Поднявшись наверх и направляясь к комнате Генри, Шарлотта мысленно вернулась к своей стычке со Стоунлеем. И снова она прошептала: «О Господи! «, размышляя, простит ли он ее — ведь она выставила его на посмешище. Но зачем он вызвал ее на спор?
Вечером она одна поехала в отцовской коляске к Гастингсам. Выйдя из экипажа, она почувствовала себя библейским пророком Даниилом, брошенным в ров ко львам. В числе приглашенных была и леди Перселл. Шарлотта ничуть не сомневалась, что именно баронесса распространила в обществе ее отповедь Стоунлею.
Дворецкий открыл дверь, и по донесшемуся до нее смеху и гомону голосов Шарлотта поняла, что большинство гостей уже съехались. Не успела она подняться по лестнице, как оказалась в объятиях смеющейся Эмили и столь же веселого полковника. Выслушав переданные сэром Джоном извинения, полковник Гастингс заговорил о происшествии у Уокера.
— Клянусь Юпитером, вы подарили нам обоим чудесный день, — вскричал он. — Я никогда в жизни так не смеялся, как во время рассказа жены о вашем ответе Стоунлею. Будь я проклят, вы славно его приложили! Бедняга! Воображаю, чего он уже натерпелся с утра.
Речь эта, произнесенная полковником, как она поняла, с единственной целью похвалить ее, сковала страхом сердце Шарлотты. Она пожалела, что, будучи измученной бессонной ночью, не сдержалась в разговоре со Стоунлеем.

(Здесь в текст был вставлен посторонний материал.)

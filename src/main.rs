//! Crater Sim demo entry point
//!
//! Loads (or generates) a map, drops a walker at a spawn point, fires one
//! shell and runs the simulation until it lands, digging the crater.
//!
//! Usage: crater-sim [--settings <file.json>] [--map <ground.png>] [--info <map.json>]

#[cfg(not(target_arch = "wasm32"))]
use std::path::PathBuf;

#[cfg(not(target_arch = "wasm32"))]
use crater_sim::{
    SimError, Settings,
    consts::PROJECTILE_SIZE,
    sim::{
        Body, CraterSet, EventLog, Impact, MapInfo, Projectile, SimulationContext, Team, Walker,
        World, tick,
    },
    terrain::generate::physics_test_map,
};

/// Longest the demo runs before giving up (ticks)
#[cfg(not(target_arch = "wasm32"))]
const MAX_TICKS: u32 = 2000;

#[cfg(not(target_arch = "wasm32"))]
#[derive(Debug, Default)]
struct Args {
    settings: Option<PathBuf>,
    map: Option<PathBuf>,
    info: Option<PathBuf>,
}

#[cfg(not(target_arch = "wasm32"))]
fn parse_args() -> Args {
    let mut args = Args::default();
    let mut iter = std::env::args().skip(1);
    while let Some(arg) = iter.next() {
        match arg.as_str() {
            "--settings" => args.settings = iter.next().map(PathBuf::from),
            "--map" => args.map = iter.next().map(PathBuf::from),
            "--info" => args.info = iter.next().map(PathBuf::from),
            other => log::warn!("Ignoring unknown argument '{other}'"),
        }
    }
    args
}

#[cfg(not(target_arch = "wasm32"))]
fn build_world(args: &Args, settings: &Settings) -> Result<World, SimError> {
    let info = match &args.info {
        Some(path) => MapInfo::from_json(&std::fs::read_to_string(path)?)?,
        None => MapInfo {
            name: "physics test".to_string(),
            spawn_a: "60,40|80,40".to_string(),
            spawn_b: "700,40".to_string(),
            ..Default::default()
        },
    };

    match &args.map {
        Some(path) => World::from_image(path, info, settings),
        None => World::new(info, physics_test_map(800, 400)?, None, settings),
    }
}

#[cfg(not(target_arch = "wasm32"))]
fn run() -> Result<(), SimError> {
    let args = parse_args();
    let settings = match &args.settings {
        Some(path) => Settings::load_or_default(path),
        None => Settings::default(),
    };
    let ctx = SimulationContext::from_settings(&settings);
    log::info!(
        "Precision {} (stride {}, probe radius {}), integrator {:?}",
        settings.precision.as_str(),
        ctx.step_size,
        ctx.probe_radius,
        ctx.integrator
    );

    let mut world = build_world(&args, &settings)?;
    let mut craters = CraterSet::from_settings(&settings);

    let spawn = world.spawn_point(Team::A);
    let walker = world.add_physical(
        Body::walker(Walker::new(Team::A), 10, 10).at(spawn.x as f32, spawn.y as f32),
    )?;

    let mut shell = Projectile::default();
    shell.launch(-std::f32::consts::FRAC_PI_4, 60.0);
    let muzzle = spawn.as_vec2() + glam::Vec2::new(12.0, -12.0);
    let shot = world.add_physical(Body::projectile(shell, PROJECTILE_SIZE).at(muzzle.x, muzzle.y))?;
    world.debug_summary();

    let solid_before = world.ground().count_solid();
    let mut log = EventLog::new();
    for _ in 0..MAX_TICKS {
        let report = tick(&mut world, &ctx, &mut log);
        craters.apply_all(&mut world, &report.impacts);
        if world.body(shot).is_none() {
            break;
        }
    }

    for event in &log.events {
        let what = match &event.impact {
            Impact::Objects(hits) => format!("hit {} object(s)", hits.len()),
            Impact::Ground => "hit the ground".to_string(),
            Impact::ExitedWorld => "left the world".to_string(),
        };
        println!("Body {} {} at ({}, {})", event.body, what, event.position.x, event.position.y);
    }
    if log.is_empty() {
        println!("Shell still in flight after {MAX_TICKS} ticks");
    }

    println!(
        "Terrain: {} -> {} solid pixels after {} ticks",
        solid_before,
        world.ground().count_solid(),
        world.time_ticks()
    );
    if let Some(body) = world.body(walker) {
        println!("Walker resting at ({}, {})", body.pos.x, body.pos.y);
    }
    world.debug_summary();
    Ok(())
}

#[cfg(not(target_arch = "wasm32"))]
fn main() {
    env_logger::init();
    log::info!("Crater Sim (native) starting...");

    if let Err(e) = run() {
        log::error!("{e}");
        eprintln!("crater-sim: {e}");
        std::process::exit(1);
    }
}

#[cfg(target_arch = "wasm32")]
fn main() {
    // The library is the product on wasm; there is no demo to run
}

— Не стоит аплодировать моей дерзости, — тихо сказала она. — Боюсь, я говорила не подумав, потому что слишком устала. Ночью у Генри разболелось ухо.
— Я буду хвалить вас, сколько захочу, — живо возразил полковник. — Вы в моем доме, и если я захочу… как вам идет это платье. И мне очень нравится перо у вас в волосах… просто очаровательно!
Шарлотта удивилась, почему он так поспешно заговорил о другом, но в любом случае обрадовалась. Она мельком глянула в зеркало и краем глаза увидела белое страусовое перо, пышное и шелковистое, венчавшее ее каштановые кудри.
— Благодарю, — сказала она. — Я в первый раз украсила так прическу и чувствую себя немного птицей.